Stable Diffusion 3.x
StabilityAI's Stable Diffusion 3 family consists of:
- Stable Diffusion 3.0 Medium
- Stable Diffusion 3.5 Medium
- Stable Diffusion 3.5 Large
- Stable Diffusion 3.5 Large Turbo
Important
Allow gated access
This is a gated model; you must accept terms and conditions to use it.
For more information see Gated Access Wiki
[!IMPORTANT]
Set offloading
Set an appropriate offloading mode before loading the model to avoid out-of-memory errors.
For more information see Offloading Wiki
[!IMPORTANT]
Choose quantization
Check compatibility of different quantizations with your platform and GPU!
For more information see Quantization Wiki
[!WARNING] Regardless of offloading settings, the full model must load into RAM before use. Check total model size in the table and make sure your system has enough RAM.
[!TIP] Use reference models
Use of reference models is recommended over manually downloaded models.
Simply select it from Networks -> Models -> Reference
and model will be auto-downloaded on first use.
Components
SD3.x model consists of:
- Unet/Transformer: MMDiT
- Text encoder 1: CLIP-ViT/L,
- Text encoder 2: OpenCLIP-ViT/G,
- Text encoder 3: T5-XXL Version 1.1
- VAE
When using reference models, all components are loaded as needed.
If using a manually downloaded model, ensure all components are correctly configured and available.
Note that most available downloads are not all-in-one models; they are individual components of the full model.
Important
Do not attempt to assemble a full model by loading all individual components
That may be how some other apps are designed to work, but it is not how SD.Next works.

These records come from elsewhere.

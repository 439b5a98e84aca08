use thiserror::Error;

#[cfg(feature = "libsql")]
use deadpool_libsql::libsql;
#[cfg(feature = "sqlite")]
use rusqlite;
#[cfg(feature = "mysql")]
use sqlx;
#[cfg(feature = "postgres")]
use tokio_postgres;

#[derive(Debug, Error)]
pub enum SqlUnifyError {
    /// Malformed structured input; raised before any statement reaches a backend.
    #[error("Validation error: {0}")]
    ValidationError(String),

    #[error("SQL execution error: {0}")]
    ExecutionError(String),

    /// An execution failure inside a transaction. The transaction was rolled back
    /// before this error was returned.
    #[error("Transaction aborted at statement {index}: {source}")]
    TransactionError {
        index: usize,
        #[source]
        source: Box<SqlUnifyError>,
    },

    /// The engine handle has been closed.
    #[error("Engine handle closed: {0}")]
    ClosedError(String),

    #[cfg(feature = "mysql")]
    #[error(transparent)]
    MysqlError(#[from] sqlx::Error),

    #[cfg(feature = "postgres")]
    #[error(transparent)]
    PostgresError(#[from] tokio_postgres::Error),

    #[cfg(feature = "sqlite")]
    #[error(transparent)]
    SqliteError(#[from] rusqlite::Error),

    #[cfg(feature = "libsql")]
    #[error(transparent)]
    LibsqlError(#[from] libsql::Error),

    #[error("Configuration error: {0}")]
    ConfigError(String),

    #[error("Connection error: {0}")]
    ConnectionError(String),

    #[error("Parameter conversion error: {0}")]
    ParameterError(String),

    #[error("Unimplemented feature: {0}")]
    Unimplemented(String),
}

impl SqlUnifyError {
    /// True for failures reported by a driver while running a statement.
    #[must_use]
    pub fn is_execution_error(&self) -> bool {
        match self {
            SqlUnifyError::ExecutionError(_) => true,
            #[cfg(feature = "mysql")]
            SqlUnifyError::MysqlError(_) => true,
            #[cfg(feature = "postgres")]
            SqlUnifyError::PostgresError(_) => true,
            #[cfg(feature = "sqlite")]
            SqlUnifyError::SqliteError(_) => true,
            #[cfg(feature = "libsql")]
            SqlUnifyError::LibsqlError(_) => true,
            _ => false,
        }
    }

    #[must_use]
    pub fn is_closed(&self) -> bool {
        matches!(self, SqlUnifyError::ClosedError(_))
    }

    /// Wrap an error raised while running statement `index` of a transaction.
    ///
    /// Errors that are already transaction errors pass through unchanged.
    #[must_use]
    pub fn in_transaction(self, index: usize) -> Self {
        match self {
            err @ SqlUnifyError::TransactionError { .. } => err,
            other => SqlUnifyError::TransactionError {
                index,
                source: Box::new(other),
            },
        }
    }
}

#[cfg(test)]
mod tests {
    use super::*;

    #[test]
    fn transaction_wrapping_is_not_nested() {
        let err = SqlUnifyError::ExecutionError("boom".into()).in_transaction(2);
        let again = err.in_transaction(5);
        match again {
            SqlUnifyError::TransactionError { index, source } => {
                assert_eq!(index, 2);
                assert!(source.is_execution_error());
            }
            other => panic!("unexpected error: {other:?}"),
        }
    }

    #[test]
    fn validation_is_not_execution() {
        assert!(!SqlUnifyError::ValidationError("rows".into()).is_execution_error());
        assert!(SqlUnifyError::ClosedError("gone".into()).is_closed());
    }
}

Always load a full model first, then replace individual components as needed.
[!WARNING]
If you're getting error message during model load: file=xxx is not a complete model
It means exactly that: you are trying to load a model component instead of a full model.
[!TIP]
For convenience, you can add settings that allow quick replacement of model components to your
quicksettings by adding Settings -> User Interface -> Quicksettings list -> sd_unet, sd_vae, sd_text_encoder.
Fine-tunes
Diffusers
N/A: Currently there are no known diffusers fine-tunes of SD3.0 or SD3.5 models
LoRAs
SD.Next includes support for SD3 LoRAs
Since LoRA keys vary significantly across training tools and LoRA types,
support for additional LoRAs will be added as needed. Please report any non-functional LoRAs.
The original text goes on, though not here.